En el siglo XXI, el toreo sufre la dura competencia de otras torturas y otras muertes que lo superan en crudeza y saña. El terrorismo en sus múltiples manifestaciones, las hambrunas, las guerras, los efectos letales del machismo y algunos asesinatos, lididan a diario verdaderas manadas de reses humanas en la arena de los medios de comunicación a la vista de un público que ha asimilado la sangre como algo propio de la (in)civilización humana.

Dicen los promotores taurinos que las corridas no son rentables porque la gente no llena las plazas. El PP, con el diestro Wert encabezando el paseíllo, se apresta a resucitar la “fiesta” nacional bajo la bandera cultural devolviéndole el protagonismo en las pantallas de TV, en horario infantil, para que el gusto por la sangre, la tortura y la muerte inexplicable no decaigan. También, si hace falta, se recurre a la subvención pública del lamentable espectáculo, aunque no haya dinero para salvar vidas o educar a nuestra infancia en otros contenidos más útiles y menos dañinos.
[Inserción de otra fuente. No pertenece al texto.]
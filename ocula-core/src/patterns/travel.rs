use crate::motion::clock::{DeltaPolicy, STALL_CLAMP_MS};

/// Duration of one pass over a path, in time units.
pub const TRAVEL_TOTAL: f64 = 10_000.0;

/// Eased time along a single pass, with optional return leg.
///
/// `t` stays in `[0, total]`. A reversible travel signals completion when it
/// gets back to 0; a one-way travel signals at the end and restarts from 0.
#[derive(Clone, Debug, PartialEq)]
pub struct Travel {
    t: f64,
    total: f64,
    speed: f64,
    reversible: bool,
    reverse: bool,
}

impl Travel {
    /// Travel advancing `speed` time units per second at full multiplier.
    pub fn new(speed: f64, reversible: bool) -> Self {
        Self {
            t: 0.0,
            total: TRAVEL_TOTAL,
            speed,
            reversible,
            reverse: false,
        }
    }

    /// Back to the start, moving forward.
    pub fn reset(&mut self) {
        self.t = 0.0;
        self.reverse = false;
    }

    /// Current time along the pass.
    pub fn t(&self) -> f64 {
        self.t
    }

    /// Length of one pass.
    pub fn total(&self) -> f64 {
        self.total
    }

    /// `true` on the return leg.
    pub fn is_reversing(&self) -> bool {
        self.reverse
    }

    #[cfg(test)]
    pub(crate) fn set_t(&mut self, t: f64) {
        self.t = t.clamp(0.0, self.total);
    }

    /// Move by `raw_dt_ms` scaled by `multiplier`. Returns 1 on completion.
    pub fn step(&mut self, raw_dt_ms: f64, multiplier: f64) -> u32 {
        let dt = DeltaPolicy::Clamp {
            max_ms: STALL_CLAMP_MS,
        }
        .apply(raw_dt_ms);
        let change = dt * multiplier / 1000.0 * self.speed;

        if self.reverse {
            self.t -= change;
        } else {
            self.t += change;
        }

        if self.t >= self.total {
            self.t = self.total;
            if !self.reversible {
                self.t = 0.0;
                return 1;
            }
            self.reverse = true;
        } else if self.t <= 0.0 {
            self.t = 0.0;
            if self.reverse {
                self.reverse = false;
                return 1;
            }
        }
        0
    }
}

#[cfg(test)]
#[path = "../../tests/unit/patterns/travel.rs"]
mod tests;
//! Ocula is a deterministic eye-tracking target animation engine.
//!
//! It moves a visual target along fourteen prescribed motion patterns for
//! oculomotor training, counts completed repetitions and sequences patterns
//! into a comprehensive session. Hosts feed it frame timestamps and a surface
//! size; it answers with backend-agnostic [`DisplayList`]s, which the bundled
//! [`CpuBackend`] rasterizes into premultiplied RGBA8 frames.
//!
//! # Pipeline overview
//!
//! 1. **Drive**: `Controller::frame(now, viewport)` applies queued settings and
//!    steps the active [`Trainer`].
//! 2. **Step**: the trainer's [`Worker`] turns the timestamp into a raw delta,
//!    rescales on resize and advances its [`Stepper`] under that law's delta policy.
//! 3. **Draw**: the stepper emits grid lines, targets and images onto a [`Stage`].
//! 4. **Render** (optional): a [`RenderBackend`] turns the display list into pixels.
//!
//! Design constraints:
//!
//! - **No unsafe**: `unsafe` is forbidden in this crate.
//! - **Deterministic**: given the same timestamps, sizes and random source,
//!   every trajectory and event sequence replays exactly.
//! - **No IO in renderers**: images are decoded up front into an [`ImageStore`].
#![forbid(unsafe_code)]
#![deny(missing_docs)]
#![allow(missing_docs_in_private_items)]

mod assets;
mod driver;
mod foundation;
mod motion;
mod patterns;
mod render;
mod session;

pub use assets::decode::{PreparedImage, decode_image, decode_svg, parse_svg, rasterize_svg};
pub use assets::store::{DEFAULT_SVG_SIZE, ImageStore, LoadReport};
pub use driver::frame_loop::{CallbackId, FrameLoop};
pub use driver::stage::Stage;
pub use driver::{FrameBegin, FrameDriver};
pub use foundation::color::Rgba8;
pub use foundation::core::{Affine, Axis, BezPath, Point, Rect, Vec2, Viewport};
pub use foundation::error::{OculaError, OculaResult};
pub use foundation::math::{RandomSource, Rng64, ScriptedRandom};
pub use motion::clock::{
    DeltaPolicy, FLICK_CLAMP_MS, FrameClock, STALL_CLAMP_MS, STALL_DISCARD_MS,
};
pub use motion::ease::Ease;
pub use motion::path::{DEFAULT_ASPECT, PathMapping, PathSpec, SegmentTimeline};
pub use patterns::anchored::{AnchorSpace, Anchored, Highlight, ThemedImages};
pub use patterns::catalog::{
    DEFAULT_COMPREHENSIVE_LOOPS, PATTERN_NAMES, Pattern, RING_ANCHORS, flick_pulse_path,
    horizontal_sweep_layout, horizontal_wave_path, roster, stellar_path, vertical_sweep_layout,
    vertical_waves_path,
};
pub use patterns::expansion::{EXPANSION_DISTANCE, Expansion};
pub use patterns::flick::Flick;
pub use patterns::parametric::{
    CurveFn, Parametric, TRACE_SAMPLES, circle, lemniscate, partial_circle,
};
pub use patterns::polyline::Polyline;
pub use patterns::random_flick::{FLICK_PERIOD_MS, FLICK_TICK_MS, RandomFlick};
pub use patterns::roam::{ROAM_PERIOD_S, ROAM_SPEED, Roam};
pub use patterns::sweep::{MAX_STEP, Sweep};
pub use patterns::travel::{TRAVEL_TOTAL, Travel};
pub use patterns::{FrameOutput, Stepper, Worker};
pub use render::backend::{BackendKind, FrameRGBA, RenderBackend, create_backend};
pub use render::cpu::CpuBackend;
pub use render::plan::{DisplayList, DrawOp, GradientStop, Outline};
pub use session::config::SessionConfig;
pub use session::controller::{Controller, ControllerEvent, PlaybackMode};
pub use session::settings::{DotColors, Palette, Settings, SettingsUpdate, StageTheme, ThemeMode};
pub use session::trainer::{RepeatTarget, Trainer, TrainerEvent, TrainerFrame};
José Bretón, esa mente retorcida y antinatura, saltó al ruedo ibérico hace once largos meses y ha estado toreando durante todo este tiempo a la justicia y a los sentimientos horrorizados del respetable público que clamaba para que no redondeara su faena. Hoy, a falta de la preceptiva confirmación por parte de la autoridad competente, parece que se confirma que toreó, banderilleó, picó y apuntilló a su mujer en los cuerpos inocentes e indefensos de sus propios hijos utilizando el capote hitleriano de un horno crematorio.

El público saca los pañuelos en el tendido y pide sangre y venganza, cegado por la misma sangre y la misma venganza que Bretón ha derramado sobre la inocencia de sus víctimas, mientras ABC y La Razón -traficantes de la sangre y el dolor autoproclamados presidentes del festejo- han dictado su sentencia y han emitido su condena al margen de una actuación judicial indispensable y necesaria en un estado de derecho.

ABC ya condenó a un inocente intentando aprovechar otro asesinato cruel para tratar de imponer su propio concepto de la ley por encima de la Constitución y de la propia democracia.

Hay que evitar que la ultraderecha utilice estos casos y acabe dando la vuelta al ruedo.